NextDecade Corp. envisages reaching financial close on the 27 mtpa Rio Grande liquefaction and export project in Texas in the third quarter of this year. The project remains subject to final review by the Federal Energy Regulatory Commission (FERC). 

Steelhead LNG, developer of the near-shore export plant on Vancouver Island, is investigating the pipeline route to bring feed-gas from the Chetwynd area of northeast British Columbia to Sarita Bay. Plans are to build a LNG export facility with initial capacity of 12 mtpa, requiring 1.9 Bcf/d of feed-gas.

Houston-based Kinder Morgan has touted it will supply up to 40% of the gas volumes for future U.S. LNG and pipeline exports, and stays on schedule to start up its own small-scale LNG export venture at Elba Island, Georgia, in Q1-2019.

Development banks of Brazil and Germany, BNDES and KfW Ipex-Bank, have agreed a corporate financing deal worth R$1.76 billion ($471m) for an LNG-fuelled power project at the port of Açu, Brazil. The financing covers 39% of the total project costs of R$4.5 billion, with the 1.3 GW plant to be built by Prumo Logística and Siemens. 

SeaFloat, a barge-mounted power plant based on SGT-800 gas turbine, will be provided by Siemens and the maritime arm of ST Engineering for Bermuda-based Seaboard Corp. The 145 MW power barge, dubbed Estrella del Mar III, will supply the Dominican Republic with electricity at a lower cost than a land-based plant staring from spring 2021. 

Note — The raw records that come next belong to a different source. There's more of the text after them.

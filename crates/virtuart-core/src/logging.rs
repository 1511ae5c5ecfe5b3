//! Logging configuration using tracing

use std::path::PathBuf;
use tracing_appender::rolling::{RollingFileAppender, Rotation};
use tracing_subscriber::{fmt, prelude::*, EnvFilter};

use crate::error::Result;

/// Environment variable controlling the log filter
pub const LOG_ENV_VAR: &str = "VIRTUART_LOG";

/// Base name of the rolling log file
const LOG_FILE_NAME: &str = "virtuart.log";

/// Initialize the logging subsystem
///
/// Logs are written to `~/.local/share/virtuart/logs/` since the TUI owns
/// stdout. Log level is controlled by the `VIRTUART_LOG` environment variable.
///
/// # Examples
/// ```bash
/// VIRTUART_LOG=debug cargo run
/// VIRTUART_LOG=trace cargo run
/// ```
pub fn init() -> Result<()> {
    let log_dir = get_log_directory();
    std::fs::create_dir_all(&log_dir)?;

    let file_appender = RollingFileAppender::new(Rotation::DAILY, &log_dir, LOG_FILE_NAME);

    let env_filter = EnvFilter::try_from_env(LOG_ENV_VAR)
        .unwrap_or_else(|_| EnvFilter::new("virtuart=info,warn"));

    tracing_subscriber::registry()
        .with(env_filter)
        .with(
            fmt::layer()
                .with_writer(file_appender)
                .with_ansi(false)
                .with_target(true)
                .with_thread_ids(false)
                .with_file(true)
                .with_line_number(true)
                .with_timer(fmt::time::ChronoLocal::new(
                    "%Y-%m-%d %H:%M:%S%.3f".to_string(),
                )),
        )
        .init();

    tracing::info!("═══════════════════════════════════════════════════════");
    tracing::info!("VirtuArt starting");
    tracing::info!("Log file: {}", get_current_log_file().display());
    tracing::info!("═══════════════════════════════════════════════════════");

    Ok(())
}

/// Get the log directory path
fn get_log_directory() -> PathBuf {
    let base = dirs::data_local_dir().unwrap_or_else(|| PathBuf::from("."));
    base.join("virtuart").join("logs")
}

/// Base path of the log file. The daily appender adds a date suffix.
pub fn get_current_log_file() -> PathBuf {
    get_log_directory().join(LOG_FILE_NAME)
}
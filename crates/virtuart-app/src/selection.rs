//! Card detail modal state

use virtuart_core::CategoryCard;

/// Which category card, if any, is opened in the detail modal.
///
/// `Closed --select(c)--> Open(c)`, `Open(a) --select(b)--> Open(b)`,
/// `Open(_) --dismiss--> Closed`.
#[derive(Debug, Clone, Default, PartialEq, Eq)]
pub enum SelectionState {
    #[default]
    Closed,
    Open(CategoryCard),
}

impl SelectionState {
    /// Open `card`, replacing any card already shown
    pub fn select(&mut self, card: CategoryCard) {
        *self = SelectionState::Open(card);
    }

    /// Close the modal. No-op when already closed.
    pub fn dismiss(&mut self) {
        *self = SelectionState::Closed;
    }

    pub fn selected(&self) -> Option<&CategoryCard> {
        match self {
            SelectionState::Open(card) => Some(card),
            SelectionState::Closed => None,
        }
    }

    pub fn is_open(&self) -> bool {
        matches!(self, SelectionState::Open(_))
    }
}
//! Color palette for the gallery page.

use ratatui::style::Color;

// --- Background layers ---
pub const DEEPEST_BG: Color = Color::Black; // Terminal background
pub const CARD_BG: Color = Color::Rgb(18, 18, 22); // Panel/card backgrounds
pub const POPUP_BG: Color = Color::Rgb(28, 28, 34); // Modal background
pub const SLIDE_BG: Color = Color::Rgb(24, 20, 30); // Carousel track

// --- Borders ---
pub const BORDER_DIM: Color = Color::DarkGray;
pub const BORDER_ACTIVE: Color = Color::LightYellow;

// --- Accent (gallery gold) ---
pub const ACCENT: Color = Color::Rgb(212, 175, 55);
pub const ACCENT_DIM: Color = Color::Rgb(120, 100, 40);

// --- Text ---
pub const TEXT_PRIMARY: Color = Color::White;
pub const TEXT_SECONDARY: Color = Color::Gray;
pub const TEXT_MUTED: Color = Color::DarkGray;
pub const TEXT_BRIGHT: Color = Color::White;

/// Foreground on accent-colored backgrounds
pub const CONTRAST_FG: Color = Color::Black;

// --- Effects ---
pub const SHADOW: Color = Color::Black;
//! Semantic style builders for the gallery page.

use ratatui::style::{Modifier, Style};
use ratatui::widgets::{Block, BorderType, Borders};

use super::palette;

// --- Text styles ---
pub fn text_primary() -> Style {
    Style::default().fg(palette::TEXT_PRIMARY)
}

pub fn text_secondary() -> Style {
    Style::default().fg(palette::TEXT_SECONDARY)
}

pub fn text_muted() -> Style {
    Style::default().fg(palette::TEXT_MUTED)
}

pub fn headline() -> Style {
    Style::default()
        .fg(palette::TEXT_BRIGHT)
        .add_modifier(Modifier::BOLD)
}

// --- Border styles ---
pub fn border_inactive() -> Style {
    Style::default().fg(palette::BORDER_DIM)
}

pub fn border_active() -> Style {
    Style::default().fg(palette::BORDER_ACTIVE)
}

// --- Accent styles ---
pub fn accent() -> Style {
    Style::default().fg(palette::ACCENT)
}

pub fn accent_bold() -> Style {
    Style::default()
        .fg(palette::ACCENT)
        .add_modifier(Modifier::BOLD)
}

/// "Black on gold" - used for the focused element across widgets
pub fn focused_selected() -> Style {
    Style::default()
        .fg(palette::CONTRAST_FG)
        .bg(palette::ACCENT)
        .add_modifier(Modifier::BOLD)
}

// --- Interactive elements ---

/// Text link, inverted when focused
pub fn link(focused: bool) -> Style {
    if focused {
        focused_selected()
    } else {
        text_secondary()
    }
}

/// Outlined button
pub fn button(focused: bool) -> Style {
    if focused {
        focused_selected()
    } else {
        accent()
    }
}

/// Carousel dot
pub fn dot(active: bool, focused: bool) -> Style {
    match (active, focused) {
        (_, true) => focused_selected(),
        (true, false) => accent_bold(),
        (false, false) => text_muted(),
    }
}

// --- Block builders ---
pub fn glass_block(focused: bool) -> Block<'static> {
    Block::default()
        .borders(Borders::ALL)
        .border_type(BorderType::Rounded)
        .border_style(if focused {
            border_active()
        } else {
            border_inactive()
        })
}

pub fn modal_block(title: &str) -> Block<'_> {
    Block::default()
        .title(title)
        .title_style(accent_bold())
        .borders(Borders::ALL)
        .border_type(BorderType::Rounded)
        .border_style(border_active())
        .style(Style::default().bg(palette::POPUP_BG))
}

#[cfg(test)]
mod tests {
    use super::*;

    #[test]
    fn test_focused_style_is_inverted() {
        let style = focused_selected();
        assert_eq!(style.fg, Some(palette::CONTRAST_FG));
        assert_eq!(style.bg, Some(palette::ACCENT));
        assert!(style.add_modifier.contains(Modifier::BOLD));
    }

    #[test]
    fn test_focus_wins_over_active_dot() {
        assert_eq!(dot(true, true), focused_selected());
        assert_eq!(dot(true, false), accent_bold());
        assert_eq!(dot(false, false), text_muted());
    }

    #[test]
    fn test_link_and_button_focus() {
        assert_eq!(link(false), text_secondary());
        assert_eq!(link(true), focused_selected());
        assert_eq!(button(false), accent());
    }
}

The US Department of Energy (DOE) has eased reporting mandates for liquefied natural gas exporters that would keep track of the ultimate end-user of the natural gas shipped overseas. It had become apparent, the DOE said, that it was “impracticable, if not impossible” for exporters to comply with the end-use reporting requirement.

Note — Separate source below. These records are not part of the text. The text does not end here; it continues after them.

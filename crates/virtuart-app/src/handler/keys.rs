//! Key event handlers for the page and the card modal

use crate::card_strip::ScrollDirection;
use crate::input_key::InputKey;
use crate::message::Message;
use crate::state::AppState;

/// Convert key events to messages based on whether the card modal is open
pub fn handle_key(state: &AppState, key: InputKey) -> Option<Message> {
    // Arrow keys drive the carousel from anywhere on the page
    match key {
        InputKey::Left => return Some(Message::PreviousSlide),
        InputKey::Right => return Some(Message::NextSlide),
        InputKey::CharCtrl('c') => return Some(Message::Quit),
        _ => {}
    }

    if state.selection.is_open() {
        handle_key_modal(key)
    } else {
        handle_key_page(state, key)
    }
}

/// Handle key events while the card modal is open
fn handle_key_modal(key: InputKey) -> Option<Message> {
    match key {
        InputKey::Esc => Some(Message::DismissCard),
        InputKey::Enter | InputKey::Char(' ') => Some(Message::Activate),
        // Focus stays inside the modal
        InputKey::Tab => Some(Message::FocusNext),
        InputKey::BackTab => Some(Message::FocusPrevious),
        InputKey::Char('q') => Some(Message::Quit),
        _ => None,
    }
}

/// Handle key events on the page
fn handle_key_page(state: &AppState, key: InputKey) -> Option<Message> {
    match key {
        InputKey::Char('q') | InputKey::Esc => Some(Message::Quit),

        // Focus
        InputKey::Tab => Some(Message::FocusNext),
        InputKey::BackTab => Some(Message::FocusPrevious),
        InputKey::Enter | InputKey::Char(' ') => Some(Message::Activate),

        // Carousel: 1-9 jump to an existing slide, Home/End to the ends
        InputKey::Char('1'..='9') => key
            .slide_digit()
            .filter(|&n| n < state.carousel.len())
            .map(|n| Message::GoToSlide(n as i64)),
        InputKey::Home => Some(Message::GoToSlide(0)),
        InputKey::End => Some(Message::GoToSlide(-1)),

        // Category strip
        InputKey::Char('[') | InputKey::Char('h') => {
            Some(Message::ScrollCards(ScrollDirection::Backward))
        }
        InputKey::Char(']') | InputKey::Char('l') => {
            Some(Message::ScrollCards(ScrollDirection::Forward))
        }

        _ => None,
    }
}
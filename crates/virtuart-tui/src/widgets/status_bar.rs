//! One-line status bar: last followed link, or key hints

use ratatui::{
    buffer::Buffer,
    layout::Rect,
    style::Style,
    text::{Line, Span},
    widgets::Widget,
};

use crate::theme::{palette, styles};

const PAGE_HINTS: &str = "←/→ slides  Tab focus  Enter open  [/] scroll  q quit";
const MODAL_HINTS: &str = "Esc close  ←/→ slides";

pub struct StatusBar<'a> {
    status: Option<&'a str>,
    modal_open: bool,
}

impl<'a> StatusBar<'a> {
    pub fn new(status: Option<&'a str>, modal_open: bool) -> Self {
        Self { status, modal_open }
    }
}

impl Widget for StatusBar<'_> {
    fn render(self, area: Rect, buf: &mut Buffer) {
        buf.set_style(area, Style::default().bg(palette::CARD_BG));

        let hints = if self.modal_open {
            MODAL_HINTS
        } else {
            PAGE_HINTS
        };
        let mut spans = vec![Span::raw(" ")];
        if let Some(status) = self.status {
            spans.push(Span::styled(status, styles::accent()));
            spans.push(Span::styled("  │  ", styles::text_muted()));
        }
        spans.push(Span::styled(hints, styles::text_muted()));

        Line::from(spans).render(area, buf);
    }
}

Argentina’s LNG export aspirations may soon be a reality as Exmar, the Belgian shipping firm, has entered a 10-year charter with YPF to deploy a floating LNG liquefaction vessel at Bahia Blanca, about 400 miles south of Buenos Aires. Operations are scheduled to start in Q2-2019, for the first cargo to set sail before year-end. The Exmar FLNG barge is expected to be a quicker route-to-market for excess production from the prolific Vaca Muerta shale gas field than a rival FLNG venture, under evaluation by Transportadora de Gas del Sur (TDS) and Excelerate. 

Wednesday, 02 January 2019

Strong, sustained growth in U.S. gas production is putting downward pressure on Henry Hub spot and futures prices. Dry gas production increased to 83.3 Bcf/d in 2018, according to figures by the U.S. Energy Information Administration (EIA), which forecasts a subsequent fall in Henry Hub spot gas prices to $3.11/MMBtu on average in 2019. 

News Nudges

Tellurian to start works on Driftwood LNG in H1-2019

Tellurian Inc., developer of the Driftwood LNG export project in Louisiana, seeks to start construction near the Lake Charles site in the first half of 2019 after regulators issued a final environmental impact statement (EIS). The final EIS was issued by the Federal Energy Regulatory Commission (FERC) to develop the 27.6 mtpa liquefaction plant and its associated 96-mile pipeline. Meg Gentle, Tellurian President and CEO, thanked the FERC for remaining on schedule with the approval and now awaits the agency’s order granting authorization to site, construct and operate the Driftwood project. “Tellurian will then stand ready to make a final investment decision and begin construction in the first half of 2019,” Gentle stated, suggesting “the first LNG [is] expected in 2023.” Striving to bring LNG to market, Tellurian signed a preliminary accord with the Swiss trading house Vitoal to supply 1.5 mtpa of LNG cargoes for 15 years. The deal is based on the Japan Korea Marker (JKM) price and cargoes on a free-on-board (FOB) basis whereby Vitol provides its own shipping.